There are those people, however, who say that Eugenics (judging people based on their race) should not be applied to religions at all. To them, anyone should be able to practice Native American religions regardless of if they have any Native American heritage or not. America is seen as the great melting pot of peoples, and those people's religions have also been part of that melting. There are also many people in this country who are "thin bloods," people who have a little bit of Indian heritage in them. Is it wrong to tell those people that they can't explore their Native American heritage, no matter how small it is? In "Visions of the Rainbow Tribe," Zisi Redwing writes that, "Labels split an individual's identity, chop it to pieces, shatter the sense of connection with ancestors who might tell us who we are." (p. 46) Those opposed to selling Native American religious membership out of bookstores wouldn't have any problem with people exploring their ancestors, but they might be upset with someone who claims that because they are 1/32 Cherokee, that they are an Indian.

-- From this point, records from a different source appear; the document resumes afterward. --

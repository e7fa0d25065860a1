//! If we panic!, we lose.
//!
//! ```not_rust
//! cargo +nightly fuzz run send_receive -- -max_len=1016
//! ```
//! The first two bytes are the flags, the rest is the payload.
//! The read/write buffers are 1024 bytes, so payloads up to 1014 bytes must arrive.

#![no_main]

use std::error::Error;

use embedded_io_adapters::tokio_1::FromTokio;
use libfuzzer_sys::fuzz_target;
use tinylink::{EncodeError, FramedLink, WriteError, frame::max_payload_len};
use tokio::runtime::Runtime;

fuzz_target!(|data: &[u8]| {
    Runtime::new()
        .expect("Runtime must build")
        .block_on(fuzz(data))
        .unwrap();
});

async fn fuzz(data: &[u8]) -> Result<(), Box<dyn Error>> {
    let Some((flags, payload)) = data.split_first_chunk::<2>() else {
        return Ok(());
    };

    let flags = u16::from_le_bytes(*flags);

    let (read, write) = tokio::io::duplex(32);

    let read_buf = &mut [0u8; 1024];
    let mut reader = FramedLink::new(FromTokio::new(read), read_buf);

    let write_buf = &mut [0u8; 1024];
    let mut writer = FramedLink::new(FromTokio::new(write), write_buf);

    let max = max_payload_len(writer.capacity()).expect("1024 bytes hold a frame");

    if payload.len() > max {
        // Accepted by the encoder but dropped by a decoder of the same size.
        if payload.len() > writer.capacity() {
            assert!(matches!(
                writer.write(flags, payload).await,
                Err(WriteError::Encode(EncodeError::PayloadTooLarge))
            ));
        }

        return Ok(());
    }

    let reader = async move {
        let frame = reader.next_frame().await?;

        assert_eq!(frame.flags(), flags);
        assert_eq!(frame.payload(), payload);

        Ok::<(), Box<dyn Error>>(())
    };

    let writer = async move {
        writer.write(flags, payload).await?;

        Ok::<(), Box<dyn Error>>(())
    };

    let (reader_result, writer_result) = tokio::join!(reader, writer);

    reader_result?;
    writer_result?;

    Ok(())
}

My dad's bathroom is decorated in a Native American motif. There's little statues of Indian children playing and an big arrowhead with an Indian chief on it. Also there is a dream catcher on the wall and miscellaneous other stuff. Some of it was there when my dad bought the house from his sister, some of it he added himself. Of course, the statues are made in Taiwan and the dream catcher is made with plastic on it. The point is that Native Americans are a part of our (i.e. Euro-American) shared culture in the present day and age. They interest us. That in and of itself is fine and dandy. However, where most people can be seen as going wrong is that they refer to the Native Americans as objects, rather then people, and Native American religions as thoughts instead of beliefs. There is nothing wrong with sharing, we were all taught to do that as children. However, most Euro-Americans don't share when it comes to Native Americans. They are expected to "share" their religions with us and that's that. They usually get nothing in return.
At the Crossroads Magazine, Issue Five, "Forum" section, p. 41-53.